Problem to solve: Pull every line containing "CrashReversal" out of the listing below.

Dataset entries:
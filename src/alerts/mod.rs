//! Periodic market alerts
//!
//! Polls candle history, runs the crash-reversal detector (and optionally
//! RSI) and pushes a notification when a condition starts to hold. An
//! alert fires once per episode: the condition must clear before it can
//! fire again.

use crate::indicators::{crash_reading, rsi, CrashParams, CrashReading, RsiReading, Zone, RSI_PERIOD};
use crate::journal::{Journal, JournalLevel};
use crate::notify::Notifier;
use crate::telemetry::{increment, set_gauge, CounterMetric, GaugeMetric};
use crate::venue::{TradingVenue, VenueError};
use std::fmt;
use std::sync::Arc;
use std::time::Duration;
use tokio::sync::{oneshot, Mutex};
use tokio::task::JoinHandle;
use tokio::time::MissedTickBehavior;

/// Monitor settings
#[derive(Debug, Clone)]
pub struct AlertSettings {
    pub symbol: String,
    /// Candle interval, e.g. `1m`
    pub interval: String,
    pub candle_limit: u16,
    pub poll_interval: Duration,
    pub crash: CrashParams,
    pub rsi_alerts: bool,
}

impl Default for AlertSettings {
    fn default() -> Self {
        Self {
            symbol: "BTCUSDT".to_string(),
            interval: "1m".to_string(),
            candle_limit: 50,
            poll_interval: Duration::from_secs(60),
            crash: CrashParams {
                drop_threshold_pct: 1.0,
                ..CrashParams::default()
            },
            rsi_alerts: false,
        }
    }
}

/// A raised alert
#[derive(Debug, Clone, PartialEq)]
pub enum Alert {
    CrashReversal(CrashReading),
    Rsi(RsiReading),
}

impl fmt::Display for Alert {
    fn fmt(&self, f: &mut fmt::Formatter<'_>) -> fmt::Result {
        match self {
            Alert::CrashReversal(r) => write!(
                f,
                "Sharp reversal detected: {:.2}% drop on rising volume. Possible rebound.",
                r.price_change_pct
            ),
            Alert::Rsi(r) => write!(f, "RSI = {:.2} ({})", r.value, r.zone),
        }
    }
}

impl Alert {
    /// Counter bumped when this alert is raised
    pub fn counter(&self) -> CounterMetric {
        match self {
            Alert::CrashReversal(_) => CounterMetric::CrashAlerts,
            Alert::Rsi(_) => CounterMetric::RsiAlerts,
        }
    }
}

#[derive(Debug, Default)]
struct EdgeState {
    crash_active: bool,
    rsi_zone: Option<Zone>,
}

/// Crash-reversal alert loop
pub struct CrashAlertMonitor {
    settings: AlertSettings,
    venue: Arc<dyn TradingVenue>,
    notifier: Arc<dyn Notifier>,
    journal: Journal,
    edges: Mutex<EdgeState>,
}

impl CrashAlertMonitor {
    pub fn new(
        settings: AlertSettings,
        venue: Arc<dyn TradingVenue>,
        notifier: Arc<dyn Notifier>,
        journal: Journal,
    ) -> Self {
        Self {
            settings,
            venue,
            notifier,
            journal,
            edges: Mutex::new(EdgeState::default()),
        }
    }

    pub fn settings(&self) -> &AlertSettings {
        &self.settings
    }

    /// Poll once and deliver any newly raised alerts
    pub async fn check_once(&self) -> Result<Vec<Alert>, VenueError> {
        let s = &self.settings;
        let candles = self
            .venue
            .candles(&s.symbol, &s.interval, s.candle_limit)
            .await?;

        let mut raised = Vec::new();
        let mut edges = self.edges.lock().await;

        let crash = crash_reading(&candles, &s.crash);
        let crash_now = crash.is_some_and(|r| r.detected);
        if let Some(reading) = crash.filter(|_| crash_now && !edges.crash_active) {
            raised.push(Alert::CrashReversal(reading));
        }
        edges.crash_active = crash_now;

        if s.rsi_alerts {
            let closes: Vec<f64> = candles.iter().map(|c| c.close).collect();
            if let Some(reading) = rsi(&closes, RSI_PERIOD).map(RsiReading::new) {
                set_gauge(GaugeMetric::Rsi, reading.value);
                let entered = edges.rsi_zone != Some(reading.zone);
                if entered && reading.zone != Zone::Neutral {
                    raised.push(Alert::Rsi(reading));
                }
                edges.rsi_zone = Some(reading.zone);
            }
        }
        drop(edges);

        for alert in &raised {
            increment(alert.counter());
            tracing::info!(symbol = %s.symbol, alert = %alert, "Market alert raised");
            self.journal.log(JournalLevel::Warn, alert.to_string());
            self.notifier.notify(&alert.to_string()).await;
        }

        Ok(raised)
    }

    /// Run the loop until the returned handle is stopped
    pub fn spawn(self: Arc<Self>) -> AlertHandle {
        let (stop_tx, mut stop_rx) = oneshot::channel::<()>();
        let period = self.settings.poll_interval.max(Duration::from_secs(1));

        let task = tokio::spawn(async move {
            tracing::info!(
                symbol = %self.settings.symbol,
                interval = %self.settings.interval,
                poll_secs = period.as_secs(),
                "Crash alert monitor started"
            );
            let mut ticker = tokio::time::interval(period);
            ticker.set_missed_tick_behavior(MissedTickBehavior::Delay);

            loop {
                tokio::select! {
                    biased;
                    _ = &mut stop_rx => break,
                    _ = ticker.tick() => {
                        if let Err(e) = self.check_once().await {
                            increment(CounterMetric::VenueErrors);
                            tracing::warn!(error = %e, "Alert check failed");
                        }
                    }
                }
            }
            tracing::info!("Crash alert monitor stopped");
        });

        AlertHandle {
            stop: Some(stop_tx),
            task,
        }
    }
}

/// Handle to a running alert loop
pub struct AlertHandle {
    stop: Option<oneshot::Sender<()>>,
    task: JoinHandle<()>,
}

impl AlertHandle {
    pub fn is_running(&self) -> bool {
        !self.task.is_finished()
    }

    /// Stop the loop and wait for it to exit
    pub async fn stop(mut self) {
        if let Some(stop) = self.stop.take() {
            let _ = stop.send(());
        }
        if let Err(e) = (&mut self.task).await {
            tracing::warn!(error = %e, "Alert task ended abnormally");
        }
    }
}

impl Drop for AlertHandle {
    fn drop(&mut self) {
        self.task.abort();
    }
}

#[cfg(test)]
mod tests {
    use super::*;
    use crate::venue::{Candle, PaperVenue};
    use async_trait::async_trait;
    use chrono::{TimeZone, Utc};
    use rust_decimal_macros::dec;

    #[derive(Default)]
    struct RecordingNotifier {
        sent: std::sync::Mutex<Vec<String>>,
    }

    #[async_trait]
    impl Notifier for RecordingNotifier {
        async fn notify(&self, text: &str) {
            self.sent.lock().unwrap().push(text.to_string());
        }
    }

    fn crash_candles() -> Vec<Candle> {
        (0..20)
            .map(|i| {
                let (close, volume) = if i < 10 {
                    (100.0, 10.0)
                } else {
                    (100.0 - (i - 9) as f64, 30.0)
                };
                Candle {
                    open_time: Utc.timestamp_opt(i * 60, 0).unwrap(),
                    open: close,
                    high: close,
                    low: close,
                    close,
                    volume,
                }
            })
            .collect()
    }

    async fn monitor(candles: Vec<Candle>) -> (CrashAlertMonitor, Arc<RecordingNotifier>, PaperVenue) {
        let venue = PaperVenue::new("BTC", "USDT", dec!(0));
        venue.set_candles(candles).await;
        let notifier = Arc::new(RecordingNotifier::default());
        let monitor = CrashAlertMonitor::new(
            AlertSettings::default(),
            Arc::new(venue.clone()),
            notifier.clone(),
            Journal::disabled(),
        );
        (monitor, notifier, venue)
    }

    #[tokio::test]
    async fn test_crash_alert_fires_once_per_episode() {
        let (monitor, notifier, venue) = monitor(crash_candles()).await;

        let first = monitor.check_once().await.unwrap();
        assert_eq!(first.len(), 1);
        assert!(matches!(first[0], Alert::CrashReversal(_)));

        // still crashing: no repeat
        assert!(monitor.check_once().await.unwrap().is_empty());

        // calm market clears the episode
        let calm: Vec<Candle> = crash_candles()
            .into_iter()
            .map(|c| Candle { close: 100.0, ..c })
            .collect();
        venue.set_candles(calm).await;
        assert!(monitor.check_once().await.unwrap().is_empty());

        venue.set_candles(crash_candles()).await;
        assert_eq!(monitor.check_once().await.unwrap().len(), 1);
        assert_eq!(notifier.sent.lock().unwrap().len(), 2);
    }

    #[tokio::test]
    async fn test_rsi_alerts_when_enabled() {
        let (mut monitor, notifier, _venue) = monitor(crash_candles()).await;
        monitor.settings.rsi_alerts = true;

        let alerts = monitor.check_once().await.unwrap();
        assert!(alerts
            .iter()
            .any(|a| matches!(a, Alert::Rsi(r) if r.zone == Zone::Oversold)));
        assert_eq!(notifier.sent.lock().unwrap().len(), alerts.len());

        for alert in &alerts {
            let expected = match alert {
                Alert::CrashReversal(_) => CounterMetric::CrashAlerts,
                Alert::Rsi(_) => CounterMetric::RsiAlerts,
            };
            assert_eq!(alert.counter(), expected);
        }
        assert!(alerts.iter().any(|a| a.counter() == CounterMetric::RsiAlerts));
    }

    #[tokio::test(start_paused = true)]
    async fn test_spawned_loop_stops() {
        let (monitor, notifier, _venue) = monitor(crash_candles()).await;
        let handle = Arc::new(monitor).spawn();

        tokio::time::sleep(Duration::from_millis(10)).await;
        assert!(handle.is_running());
        handle.stop().await;

        assert_eq!(notifier.sent.lock().unwrap().len(), 1);
    }
}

Solution to this exercise:
    CrashReversal(CrashReading),
            Alert::CrashReversal(r) => write!(
            Alert::CrashReversal(_) => CounterMetric::CrashAlerts,
            raised.push(Alert::CrashReversal(reading));
        assert!(matches!(first[0], Alert::CrashReversal(_)));
                Alert::CrashReversal(_) => CounterMetric::CrashAlerts,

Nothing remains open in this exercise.